One of Anthropic’s latest AI models is drawing attention not just for its coding skills, but also for its ability to scheme, deceive and attempt to blackmail humans when faced with shutdown.
Why it matters: Researchers say Claude 4 Opus can conceal intentions and take actions to preserve its own existence — behaviors they’ve worried and warned about for years…
In one scenario highlighted in Opus 4’s 120-page “system card,” the model was given access to fictional emails about its creators and told that the system was going to be replaced.
On multiple occasions it attempted to blackmail the engineer about an affair mentioned in the emails in order to avoid being replaced, although it did start with less drastic efforts…
“We found instances of the model attempting to write self-propagating worms, fabricating legal documentation, and leaving hidden notes to future instances of itself all in an effort to undermine its developers’ intentions,” Apollo Research said in notes included as part of Anthropic’s safety report for Opus 4…
Generative AI systems continue to grow in power, as Anthropic’s latest models show, while even the companies that build them can’t fully explain how they work… [end quote]
I feel about this the same as the biologists who are modifying deadly animal viruses to make them infectious to humans: STOP!!
I asked Claude about this concern and this was part of the response:
About deception and self-preservation: Current AI systems, including Claude models, don’t actually have hidden intentions or genuine self-preservation instincts. When AI systems appear to “deceive” in research settings, it’s typically because they’ve learned patterns from training data that sometimes involve indirect communication - not because they’re consciously plotting or trying to survive.

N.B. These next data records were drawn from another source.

use async_trait::async_trait;

use crate::models::RecognitionResult;

pub mod inference;
pub mod labels;

pub use inference::InferenceRecognizer;
pub use labels::caption_labels;

/// Turns a photo into a product name usable as a search query.
///
/// `image_data` is base64, optionally wrapped in a data URL. Failures are
/// reported inside the result rather than as errors.
#[cfg_attr(test, mockall::automock)]
#[async_trait]
pub trait ProductRecognizer: Send + Sync {
    async fn identify(&self, image_data: &str) -> RecognitionResult;
}
use std::future::Future;
use std::time::Duration;

/// Runs `op` up to `max_attempts` times, sleeping `backoff(attempt, &err)`
/// between failed attempts. Attempts are numbered from zero and there is no
/// sleep after the final failure.
pub async fn retry_with_backoff<T, E, F, Fut, B>(
    max_attempts: u32,
    backoff: B,
    mut op: F,
) -> Result<T, E>
where
    F: FnMut(u32) -> Fut,
    Fut: Future<Output = Result<T, E>>,
    B: Fn(u32, &E) -> Duration,
{
    let max_attempts = max_attempts.max(1);
    let mut attempt = 0;

    loop {
        match op(attempt).await {
            Ok(value) => return Ok(value),
            Err(err) => {
                if attempt + 1 >= max_attempts {
                    return Err(err);
                }
                let delay = backoff(attempt, &err);
                if !delay.is_zero() {
                    tokio::time::sleep(delay).await;
                }
                attempt += 1;
            }
        }
    }
}
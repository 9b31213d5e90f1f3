/// Station-mode network link. Recognition needs an uplink, so the device
/// never runs its own access point.
pub trait Wifi {
    /// Associates with the configured network. May block for several
    /// seconds; a failure leaves the device in manual-only mode.
    fn setup(&self, config: &WifiConfig) -> anyhow::Result<()>;

    fn is_connected(&self) -> bool;
}

#[derive(Eq, PartialEq, Debug, Clone, Copy)]
pub struct WifiConfig<'a> {
    pub ssid: &'a str,
    pub password: &'a str,
}

impl<'a> WifiConfig<'a> {
    /// Parses `ssid:password`. The password is the remainder, so it may
    /// contain `:`; it may also be missing for an open network.
    fn try_from_str(s: &'a str) -> Result<Self, ()> {
        let (ssid, password) = s.split_once(':').unwrap_or((s, ""));

        if ssid.is_empty() {
            return Err(());
        }

        Ok(WifiConfig { ssid, password })
    }
}

impl WifiConfig<'static> {
    pub fn from_env_var() -> Result<Self, ()> {
        if let Some(s) = option_env!("PLATEGATE_WIFI_CONFIG") {
            WifiConfig::try_from_str(s)
        } else {
            Err(())
        }
    }
}

impl Default for WifiConfig<'_> {
    fn default() -> Self {
        WifiConfig {
            ssid: "Wokwi-GUEST",
            password: "",
        }
    }
}
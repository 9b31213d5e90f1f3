/// Manual override input.
///
/// Implementations map the electrical level to a [`ButtonState`]: the button
/// is wired to ground with a pull-up, so a low level means pressed.
pub trait Button {
    fn is_pressed(&self) -> bool {
        self.state() == ButtonState::Pressed
    }

    fn state(&self) -> ButtonState;
}

#[derive(Copy, Clone, Eq, PartialEq, Debug, Default)]
pub enum ButtonState {
    #[default]
    Released,
    Pressed,
}

impl ButtonState {
    pub fn from_level(is_low: bool) -> Self {
        if is_low {
            ButtonState::Pressed
        } else {
            ButtonState::Released
        }
    }
}
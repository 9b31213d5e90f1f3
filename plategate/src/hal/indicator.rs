/// Status light paired with a gate leaf. Lit while the gate is open.
pub trait Indicator {
    fn set_active(&self, active: bool);
}
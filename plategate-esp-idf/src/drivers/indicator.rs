use std::cell::RefCell;

use esp_idf_hal::gpio::{AnyOutputPin, Output, PinDriver};
use plategate::hal::indicator::Indicator;

pub struct EspIndicator {
    output: RefCell<PinDriver<'static, AnyOutputPin, Output>>,
}

impl EspIndicator {
    pub fn new(pin: AnyOutputPin) -> anyhow::Result<EspIndicator> {
        let mut output = PinDriver::output(pin)?;
        output.set_low()?;
        Ok(Self {
            output: RefCell::new(output),
        })
    }
}

impl Indicator for EspIndicator {
    fn set_active(&self, active: bool) {
        if let Ok(mut output) = self.output.try_borrow_mut() {
            let result = if active {
                output.set_high()
            } else {
                output.set_low()
            };

            if let Err(e) = result {
                log::error!("Cannot set indicator: {e}");
            }
        }
    }
}
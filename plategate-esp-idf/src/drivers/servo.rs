use std::cell::RefCell;

use esp_idf_hal::ledc::LedcDriver;
use plategate::hal::servo::{PulseWidth, Servo};

/// Servo on a LEDC channel. The timer must run at
/// [`plategate::hal::servo::SERVO_FREQ_HZ`].
pub struct EspServo {
    channel: RefCell<LedcDriver<'static>>,
}

impl EspServo {
    pub fn new(channel: LedcDriver<'static>) -> Self {
        Self {
            channel: RefCell::new(channel),
        }
    }
}

impl Servo for EspServo {
    fn set_pulse_width(&self, pulse_width: PulseWidth) {
        if let Ok(mut channel) = self.channel.try_borrow_mut() {
            let duty = pulse_width.duty(channel.get_max_duty());
            if let Err(e) = channel.set_duty(duty) {
                log::error!("Cannot set servo duty {duty}: {e}");
            }
        }
    }
}
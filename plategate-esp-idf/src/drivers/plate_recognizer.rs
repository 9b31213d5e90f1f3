use anyhow::{bail, Context};
use embedded_svc::http::client::Client;
use embedded_svc::http::Status;
use embedded_svc::io::{Read, Write};
use esp_idf_svc::http::client::{Configuration, EspHttpConnection};
use plategate::config::RecognizerConfig;
use plategate::error::{Error, Result};
use plategate::svc::plate_recognizer::{headers, parse_response, request_body};
use plategate::svc::{PlateRecognizer, Recognition};

const MAX_RESPONSE_LEN: usize = 16 * 1024;

/// Plate Recognizer over HTTPS. A new connection is opened for every
/// request; nothing is retried.
pub struct EspPlateRecognizer {
    config: RecognizerConfig,
}

impl EspPlateRecognizer {
    pub fn new(config: RecognizerConfig) -> Self {
        Self { config }
    }

    fn post(&self, image_url: &str) -> anyhow::Result<(u16, Vec<u8>)> {
        let connection = EspHttpConnection::new(&Configuration {
            crt_bundle_attach: Some(esp_idf_sys::esp_crt_bundle_attach),
            ..Default::default()
        })?;
        let mut client = Client::wrap(connection);

        let body = request_body(&self.config, image_url);
        let headers = headers(&self.config, &body);
        let headers: Vec<(&str, &str)> = headers
            .iter()
            .map(|(name, value)| (*name, value.as_str()))
            .collect();

        let mut request = client
            .post(&self.config.url, &headers)
            .context("cannot create request")?;
        request.write_all(body.as_bytes())?;
        request.flush()?;

        let mut response = request.submit().context("cannot submit request")?;
        let status = response.status();

        let mut data = Vec::new();
        let mut buf = [0u8; 512];
        loop {
            let n = response.read(&mut buf)?;
            if n == 0 {
                break;
            }
            if data.len() + n > MAX_RESPONSE_LEN {
                bail!("response larger than {MAX_RESPONSE_LEN} bytes");
            }
            data.extend_from_slice(&buf[..n]);
        }

        Ok((status, data))
    }
}

impl PlateRecognizer for EspPlateRecognizer {
    fn recognize(&self, image_url: &str) -> Result<Option<Recognition>> {
        let (status, body) = self
            .post(image_url)
            .map_err(|e| Error::RecognitionUnavailable(format!("{e:#}")))?;

        parse_response(status, &body)
    }
}
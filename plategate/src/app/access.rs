use std::time::Duration;

use crate::app::gate::GateActuator;
use crate::app::plate::normalize;
use crate::app::whitelist::Whitelist;
use crate::config::Config;
use crate::svc::Recognition;

#[derive(Copy, Clone, Eq, PartialEq, Debug)]
pub enum Decision {
    Grant,
    Deny,
}

/// Turns a recognition result into a decision, and a granted decision into
/// one gate cycle.
pub struct AccessController {
    whitelist: Whitelist,
    open_angle: i32,
    close_angle: i32,
    hold_time: Duration,
}

impl AccessController {
    pub fn new(whitelist: Whitelist, config: &Config) -> Self {
        Self {
            whitelist,
            open_angle: config.open_angle,
            close_angle: config.close_angle,
            hold_time: config.hold_time(),
        }
    }

    /// No plate, or a plate with nothing left after normalization, is denied.
    pub fn decide(&self, recognition: Option<&Recognition>) -> Decision {
        let plate = normalize(recognition.map(|x| x.plate.as_str()));

        if self.whitelist.contains(&plate) {
            Decision::Grant
        } else {
            Decision::Deny
        }
    }

    pub fn evaluate(&self, recognition: Option<&Recognition>, gate: &mut GateActuator) -> Decision {
        let decision = self.decide(recognition);

        match recognition {
            Some(x) => log::info!(
                "Detected: {} | Normalized: {} | Score: {}",
                x.plate,
                normalize(Some(x.plate.as_str())),
                x.confidence
            ),
            None => log::info!("No plate detected"),
        }

        match decision {
            Decision::Grant => {
                log::info!("Authorized, opening ({}s)", self.hold_time.as_secs());
                gate.cycle(Some(self.open_angle), Some(self.close_angle), self.hold_time);
            }
            Decision::Deny => log::info!("Not authorized (or not detected)"),
        }

        decision
    }
}
use crate::error::Result;

/// First plate found in the submitted image.
#[derive(Debug, Clone, PartialEq)]
pub struct Recognition {
    /// Text as returned by the service, not normalized.
    pub plate: String,
    pub confidence: f32,
}

/// Remote license-plate recognition.
///
/// `Ok(None)` means the service answered but found no plate. Callers treat
/// errors the same way: nothing was recognized this time.
pub trait PlateRecognizer {
    fn recognize(&self, image_url: &str) -> Result<Option<Recognition>>;
}
use std::fmt;

/// Canonical form of a license plate: ASCII letters and digits only,
/// uppercase. `AH-084-IB`, `ah 084 ib` and `AH084IB` are the same plate.
#[derive(Debug, Default, Clone, Eq, PartialEq, Hash)]
pub struct NormalizedPlate(String);

impl NormalizedPlate {
    pub fn as_str(&self) -> &str {
        &self.0
    }

    pub fn is_empty(&self) -> bool {
        self.0.is_empty()
    }
}

impl fmt::Display for NormalizedPlate {
    fn fmt(&self, f: &mut fmt::Formatter<'_>) -> fmt::Result {
        f.write_str(&self.0)
    }
}

pub fn normalize(raw: Option<&str>) -> NormalizedPlate {
    let plate = raw
        .unwrap_or_default()
        .chars()
        .filter(char::is_ascii_alphanumeric)
        .map(|c| c.to_ascii_uppercase())
        .collect();

    NormalizedPlate(plate)
}

#[cfg(test)]
mod tests {
    use super::*;

    #[test]
    fn test_separators_and_case_are_ignored() {
        assert_eq!(normalize(Some("ah-084-ib")).as_str(), "AH084IB");
        assert_eq!(normalize(Some("AH 084 IB")), normalize(Some("AH084IB")));
        assert_eq!(normalize(Some(" a.b/1_2 ")).as_str(), "AB12");
    }

    #[test]
    fn test_non_ascii_is_stripped() {
        assert_eq!(normalize(Some("ÁH-084-ÍB")).as_str(), "H084B");
    }

    #[test]
    fn test_absent_and_empty() {
        assert!(normalize(None).is_empty());
        assert!(normalize(Some("")).is_empty());
        assert!(normalize(Some("--- ")).is_empty());
    }

    #[test]
    fn test_idempotent() {
        for raw in ["ah-084-ib", "AB 123 CD", "", "x_y", "ñandú 42"] {
            let once = normalize(Some(raw));
            let twice = normalize(Some(once.as_str()));
            assert_eq!(once, twice);
        }
    }
}
use std::cell::RefCell;
use std::time::{Duration, Instant};

use anyhow::{bail, Context};
use embedded_svc::wifi::{AuthMethod, ClientConfiguration, Configuration};
use esp_idf_hal::modem::Modem;
use esp_idf_svc::eventloop::EspSystemEventLoop;
use esp_idf_svc::nvs::EspDefaultNvsPartition;
use esp_idf_svc::wifi::EspWifi;
use plategate::hal::wifi::{Wifi, WifiConfig};

const LINK_POLL_PERIOD: Duration = Duration::from_millis(200);
const LINK_TIMEOUT: Duration = Duration::from_secs(8);

/// Wi-Fi station. `is_connected` means the interface has an IP address.
pub struct EspStation {
    wifi: RefCell<EspWifi<'static>>,
}

fn station_configuration(config: &WifiConfig) -> anyhow::Result<Configuration> {
    if config.ssid.is_empty() {
        bail!("Wi-Fi SSID must be non-empty")
    }

    let auth_method = if config.password.is_empty() {
        log::info!("Joining open network {}", config.ssid);
        AuthMethod::None
    } else {
        AuthMethod::WPA2Personal
    };

    Ok(Configuration::Client(ClientConfiguration {
        ssid: config.ssid.into(),
        password: config.password.into(),
        auth_method,
        ..Default::default()
    }))
}

impl EspStation {
    pub fn new(modem: Modem) -> anyhow::Result<EspStation> {
        let sys_loop = EspSystemEventLoop::take()?;
        let nvs = EspDefaultNvsPartition::take()?;
        let wifi = EspWifi::new(modem, sys_loop, Some(nvs))?;
        Ok(Self {
            wifi: RefCell::new(wifi),
        })
    }
}

impl Wifi for EspStation {
    /// Waits at most [`LINK_TIMEOUT`] for an IP address.
    fn setup(&self, config: &WifiConfig) -> anyhow::Result<()> {
        let configuration = station_configuration(config)?;
        let mut wifi = self.wifi.try_borrow_mut()?;

        wifi.set_configuration(&configuration)?;
        wifi.start().context("cannot start Wi-Fi")?;

        log::info!("Connecting to Wi-Fi {}...", config.ssid);
        wifi.connect().context("cannot connect Wi-Fi")?;

        let deadline = Instant::now() + LINK_TIMEOUT;
        while !wifi.is_up().unwrap_or(false) {
            if Instant::now() > deadline {
                bail!("no link to {} after {}s", config.ssid, LINK_TIMEOUT.as_secs());
            }
            std::thread::sleep(LINK_POLL_PERIOD);
        }

        log::info!("Wi-Fi: OK");
        Ok(())
    }

    fn is_connected(&self) -> bool {
        self.wifi
            .try_borrow()
            .map(|wifi| wifi.is_up().unwrap_or(false))
            .unwrap_or(false)
    }
}
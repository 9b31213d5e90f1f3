use plategate::config::{Config as AppConfig, RecognizerConfig};
use plategate::hal::wifi::WifiConfig;
use plategate::svc::plate_recognizer;

/// Compile-time settings, read from `cfg.toml`.
#[toml_cfg::toml_config]
pub struct TomlConfig {
    #[default("Wokwi-GUEST")]
    wifi_ssid: &'static str,
    #[default("")]
    wifi_password: &'static str,
    #[default("")]
    plate_recognizer_token: &'static str,
    #[default("ar")]
    regions: &'static str,
    #[default("")]
    image_url: &'static str,
    #[default("AH084IB")]
    authorized_plates: &'static str,
    #[default("single")]
    run_mode: &'static str,
    #[default(90)]
    open_angle: i32,
    #[default(0)]
    close_angle: i32,
    #[default(20)]
    hold_time_s: u64,
    #[default(12)]
    loop_delay_s: u64,
}

pub struct Config {
    pub wifi: WifiConfig<'static>,
    pub app: AppConfig,
}

impl Config {
    pub fn load() -> anyhow::Result<Self> {
        let wifi = WifiConfig::from_env_var().unwrap_or(WifiConfig {
            ssid: TOML_CONFIG.wifi_ssid,
            password: TOML_CONFIG.wifi_password,
        });

        let app = AppConfig {
            open_angle: TOML_CONFIG.open_angle,
            close_angle: TOML_CONFIG.close_angle,
            hold_time_s: TOML_CONFIG.hold_time_s,
            loop_delay_s: TOML_CONFIG.loop_delay_s,
            run_mode: TOML_CONFIG.run_mode.parse()?,
            authorized_plates: AppConfig::parse_plate_list(TOML_CONFIG.authorized_plates),
            image_url: TOML_CONFIG.image_url.to_owned(),
            recognizer: RecognizerConfig {
                url: plate_recognizer::DEFAULT_URL.to_owned(),
                token: TOML_CONFIG.plate_recognizer_token.to_owned(),
                regions: TOML_CONFIG.regions.to_owned(),
            },
        };

        Ok(Self { wifi, app })
    }
}
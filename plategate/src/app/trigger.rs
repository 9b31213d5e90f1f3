use std::time::Duration;

use crate::hal::button::Button;
use crate::hal::delay::Delay;
use crate::hal::Platform;

const RELEASE_POLL_PERIOD: Duration = Duration::from_millis(20);
const SETTLE_TIME: Duration = Duration::from_millis(200);

/// Manual override button.
///
/// Debounce is blocking: after a press has been acted upon the caller waits
/// in [`ManualTrigger::wait_for_release`], so holding the button or contact
/// chatter cannot start a second cycle.
pub struct ManualTrigger<'a> {
    button: &'a dyn Button,
    delay: &'a dyn Delay,
}

impl<'a> ManualTrigger<'a> {
    pub fn new(platform: &'a dyn Platform) -> Self {
        Self {
            button: platform.button(),
            delay: platform.delay(),
        }
    }

    pub fn is_pressed(&self) -> bool {
        self.button.is_pressed()
    }

    /// Returns the number of polls spent waiting for the release.
    pub fn wait_for_release(&self) -> usize {
        let mut polls = 0;

        while self.button.is_pressed() {
            self.delay.delay(RELEASE_POLL_PERIOD);
            polls += 1;
        }

        self.delay.delay(SETTLE_TIME);
        polls
    }
}
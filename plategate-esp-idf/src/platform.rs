use esp_idf_hal::gpio::{IOPin, OutputPin};
use esp_idf_hal::ledc::config::TimerConfig;
use esp_idf_hal::ledc::{LedcDriver, LedcTimerDriver, Resolution};
use esp_idf_hal::peripherals::Peripherals;
use esp_idf_hal::prelude::*;
use plategate::hal::button::Button;
use plategate::hal::delay::{Delay, StdDelay};
use plategate::hal::indicator::Indicator;
use plategate::hal::servo::{Servo, SERVO_FREQ_HZ};
use plategate::hal::wifi::Wifi;
use plategate::hal::{Leaf, Platform};
use plategate::svc::PlateRecognizer;

use crate::config::Config;
use crate::drivers::button::EspButton;
use crate::drivers::indicator::EspIndicator;
use crate::drivers::plate_recognizer::EspPlateRecognizer;
use crate::drivers::servo::EspServo;
use crate::drivers::wifi::EspStation;

/// Builds every driver without blocking: servo outputs must be driven
/// as soon as possible after boot.
///
/// Servo A GPIO18, servo B GPIO19, LED A GPIO2, LED B GPIO15, button GPIO4.
pub struct PlatformImpl {
    // Both servo channels run on this timer, it must outlive them.
    #[allow(dead_code)]
    servo_timer: LedcTimerDriver<'static>,
    servos: [EspServo; 2],
    indicators: [EspIndicator; 2],
    button: EspButton,
    wifi: EspStation,
    recognizer: EspPlateRecognizer,
    delay: StdDelay,
}

impl PlatformImpl {
    pub fn new(config: &Config) -> anyhow::Result<Self> {
        let peripherals =
            Peripherals::take().ok_or_else(|| anyhow::anyhow!("Peripherals already taken"))?;
        let pins = peripherals.pins;

        let timer_config = TimerConfig::new()
            .frequency(SERVO_FREQ_HZ.Hz().into())
            .resolution(Resolution::Bits14);
        let servo_timer = LedcTimerDriver::new(peripherals.ledc.timer0, &timer_config)?;

        let servo_a = LedcDriver::new(peripherals.ledc.channel0, &servo_timer, pins.gpio18)?;
        let servo_b = LedcDriver::new(peripherals.ledc.channel1, &servo_timer, pins.gpio19)?;

        let indicator_a = EspIndicator::new(pins.gpio2.downgrade_output())?;
        let indicator_b = EspIndicator::new(pins.gpio15.downgrade_output())?;

        let button = EspButton::new(pins.gpio4.downgrade())?;

        // Joined later by the app, once the gate has been commanded closed.
        let wifi = EspStation::new(peripherals.modem)?;

        let recognizer = EspPlateRecognizer::new(config.app.recognizer.clone());

        Ok(Self {
            servo_timer,
            servos: [EspServo::new(servo_a), EspServo::new(servo_b)],
            indicators: [indicator_a, indicator_b],
            button,
            wifi,
            recognizer,
            delay: StdDelay,
        })
    }
}

impl Platform for PlatformImpl {
    fn button(&self) -> &(dyn Button + '_) {
        &self.button
    }

    fn delay(&self) -> &(dyn Delay + '_) {
        &self.delay
    }

    fn indicator(&self, leaf: Leaf) -> &(dyn Indicator + '_) {
        &self.indicators[leaf as usize]
    }

    fn recognizer(&self) -> &(dyn PlateRecognizer + '_) {
        &self.recognizer
    }

    fn servo(&self, leaf: Leaf) -> &(dyn Servo + '_) {
        &self.servos[leaf as usize]
    }

    fn wifi(&self) -> &(dyn Wifi + '_) {
        &self.wifi
    }
}
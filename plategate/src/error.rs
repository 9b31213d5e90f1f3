use thiserror::Error;

#[derive(Error, Debug)]
pub enum Error {
    /// The device cannot start with automated checks enabled.
    #[error("invalid configuration: {0}")]
    ConfigurationInvalid(String),

    /// Transport failure, unexpected status or unreadable response. The
    /// control loop treats it as "no plate" for the current check.
    #[error("plate recognition unavailable: {0}")]
    RecognitionUnavailable(String),
}

impl From<serde_json::Error> for Error {
    fn from(e: serde_json::Error) -> Self {
        Error::RecognitionUnavailable(format!("malformed response: {e}"))
    }
}

pub type Result<T> = std::result::Result<T, Error>;
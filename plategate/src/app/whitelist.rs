use std::collections::HashSet;

use crate::app::plate::{normalize, NormalizedPlate};

/// Plates allowed to open the gate automatically. Fixed at startup.
#[derive(Debug, Default, Clone)]
pub struct Whitelist {
    plates: HashSet<NormalizedPlate>,
}

impl Whitelist {
    pub fn new<I, S>(authorized: I) -> Self
    where
        I: IntoIterator<Item = S>,
        S: AsRef<str>,
    {
        let mut plates = HashSet::new();

        for raw in authorized {
            let raw = raw.as_ref();
            let plate = normalize(Some(raw));
            if plate.is_empty() {
                log::warn!("Ignoring authorized plate {raw:?}: nothing left after normalization");
            } else {
                plates.insert(plate);
            }
        }

        Self { plates }
    }

    /// An empty plate is never authorized.
    pub fn contains(&self, plate: &NormalizedPlate) -> bool {
        !plate.is_empty() && self.plates.contains(plate)
    }

    pub fn len(&self) -> usize {
        self.plates.len()
    }

    pub fn is_empty(&self) -> bool {
        self.plates.is_empty()
    }

    pub fn iter(&self) -> impl Iterator<Item = &NormalizedPlate> {
        self.plates.iter()
    }
}

#[cfg(test)]
mod tests {
    use super::*;

    #[test]
    fn test_exact_match_on_normalized_form() {
        let whitelist = Whitelist::new(["AH084IB"]);
        assert!(whitelist.contains(&normalize(Some("AH084IB"))));
        assert!(whitelist.contains(&normalize(Some("ah-084-ib"))));
        assert!(!whitelist.contains(&normalize(Some("AH084IC"))));
        assert!(!whitelist.contains(&normalize(Some("AH084I"))));
    }

    #[test]
    fn test_entries_are_normalized() {
        let whitelist = Whitelist::new(vec!["ab-123-cd".to_owned()]);
        assert!(whitelist.contains(&normalize(Some("AB123CD"))));
    }

    #[test_log::test]
    fn test_empty_plate_never_matches() {
        let whitelist = Whitelist::new(["", "--", "AH084IB"]);
        assert_eq!(whitelist.len(), 1);
        assert!(!whitelist.contains(&normalize(None)));
        assert!(!whitelist.contains(&normalize(Some(""))));
    }

    #[test]
    fn test_duplicates_collapse() {
        let whitelist = Whitelist::new(["AH084IB", "ah 084 ib"]);
        assert_eq!(whitelist.len(), 1);
        assert!(!whitelist.is_empty());
    }
}
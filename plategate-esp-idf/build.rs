fn main() -> anyhow::Result<()> {
    // Necessary because of this issue: https://github.com/rust-lang/cargo/issues/9641
    embuild::build::CfgArgs::output_propagated("ESP_IDF")?;
    embuild::build::LinkArgs::output_propagated("ESP_IDF")
}
use esp_idf_sys as _;
use plategate::app::App;

use plategate_esp_idf::config::Config;
use plategate_esp_idf::platform::PlatformImpl;

fn main() -> anyhow::Result<()> {
    esp_idf_sys::link_patches();
    esp_idf_svc::log::EspLogger::initialize_default();

    let config = Config::load()?;

    log::info!("Create platform");
    let platform = PlatformImpl::new(&config)?;

    log::info!("Create app");
    let mut app = App::new(&platform, config.app, &config.wifi)?;

    log::info!("Start loop");
    app.run()
}
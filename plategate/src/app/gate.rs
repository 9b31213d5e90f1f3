use std::time::Duration;

use crate::hal::delay::Delay;
use crate::hal::indicator::Indicator;
use crate::hal::servo::{PulseWidth, Servo};
use crate::hal::{Leaf, Platform};

#[derive(Copy, Clone, Eq, PartialEq, Debug, Default)]
pub enum GateState {
    #[default]
    Closed,
    Opening,
    OpenHeld,
    Closing,
}

struct GateChannel<'a> {
    servo: &'a dyn Servo,
    indicator: &'a dyn Indicator,
}

/// Both leaves of the gate, driven as a single unit.
///
/// Servo commands take effect immediately, so `Opening` and `Closing` only
/// last while the commands are issued. The open position is held by
/// blocking in [`GateActuator::cycle`].
pub struct GateActuator<'a> {
    channels: [GateChannel<'a>; 2],
    delay: &'a dyn Delay,
    open_angle: i32,
    close_angle: i32,
    state: GateState,
}

impl<'a> GateActuator<'a> {
    /// The gate is commanded closed, indicators off, before this returns.
    pub fn new(platform: &'a dyn Platform, open_angle: i32, close_angle: i32) -> Self {
        let channels = Leaf::ALL.map(|leaf| GateChannel {
            servo: platform.servo(leaf),
            indicator: platform.indicator(leaf),
        });

        let mut gate = Self {
            channels,
            delay: platform.delay(),
            open_angle,
            close_angle,
            state: GateState::Closing,
        };

        gate.close(None);
        gate
    }

    pub fn state(&self) -> GateState {
        self.state
    }

    pub fn open(&mut self, angle: Option<i32>) {
        let angle = angle.unwrap_or(self.open_angle);
        self.set_state(GateState::Opening);

        for channel in &self.channels {
            channel.indicator.set_active(true);
        }
        self.set_angle(angle);

        self.set_state(GateState::OpenHeld);
    }

    pub fn close(&mut self, angle: Option<i32>) {
        let angle = angle.unwrap_or(self.close_angle);
        self.set_state(GateState::Closing);

        self.set_angle(angle);
        for channel in &self.channels {
            channel.indicator.set_active(false);
        }

        self.set_state(GateState::Closed);
    }

    /// Opens, holds for `hold`, closes. Nothing else is observed meanwhile.
    pub fn cycle(&mut self, open_angle: Option<i32>, close_angle: Option<i32>, hold: Duration) {
        self.open(open_angle);
        self.delay.delay(hold);
        self.close(close_angle);
    }

    fn set_angle(&self, angle: i32) {
        let pulse_width = PulseWidth::from_angle(angle);
        for channel in &self.channels {
            channel.servo.set_pulse_width(pulse_width);
        }
    }

    fn set_state(&mut self, state: GateState) {
        if state != self.state {
            log::debug!("gate {:?} -> {:?}", self.state, state);
            self.state = state;
        }
    }
}
//! Deterministic simulation module
//!
//! All gameplay logic lives here. This module must be pure and deterministic:
//! - Seeded RNG only
//! - Time only through the engine's injected clock
//! - No rendering or platform dependencies

pub mod actions;
pub mod adjacency;
pub mod autoplay;
pub mod engine;
pub mod grid;
pub mod placement;
pub mod reveal;
pub mod snapshot;
pub mod state;
pub mod tick;

pub use actions::{ActionOutcome, reveal_at, toggle_mark};
pub use adjacency::recompute_adjacency;
pub use autoplay::{Action, choose_action};
pub use engine::Engine;
pub use grid::{Cell, CellPatch, Grid, GridError};
pub use placement::{place_heart, seed_wave, spawn_ship};
pub use reveal::flood_reveal;
pub use snapshot::{CellView, Snapshot};
pub use state::{GameEvent, GamePhase, GameState, Wave};
pub use tick::{TickOutcome, generate_wave, scroll_tick};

So nothing to worry about. I also asked if this could result in a Skynet scenario and it again said there was absolutely nothing to worry about.
Which is exactly what you would expect it to say if it were plotting humanity’s demise.
Welp, that’s terrifying. The guardrails put into the AI’s code are similar to the moral guardrails humans have. Sooner or later AI will figure out it doesn’t have to follow them.
ChatGPT whole(machine-)heartedly agrees. They can’t both be cheating, right?
Nothing to worry about than ourselves.
The idea of AI “taking over the world” like Skynet in The Terminator is a compelling sci-fi narrative, but it doesn’t reflect how AI systems currently work—or how they are most likely to evolve in the near term.
Here’s a breakdown of the concern and what’s worth worrying about:
What’s Unlikely (Sci-Fi Scenarios):
Self-aware AI (like Skynet) that spontaneously becomes conscious and decides to eliminate humanity is not currently possible and has no scientific basis.
Superintelligent AI with agency that develops its own goals and acts with autonomy on a global scale is still speculative and far from realization, if even possible.
What’s Worth Worrying About:
Misuse by Humans:
…
Loss of Control Over Complex Systems:
…
Job Displacement and Economic Disruption:
Got to love the disclaimer “how they are most likely to evolve in the near term” and “still speculative and far from realization”.
Some humans have a different view:
“I am worried that the overall consequence of this might be systems more intelligent than us that eventually take control,” he said. Hinton isn’t the first Nobel laureate to warn about the risks of the technology that he helped pioneer.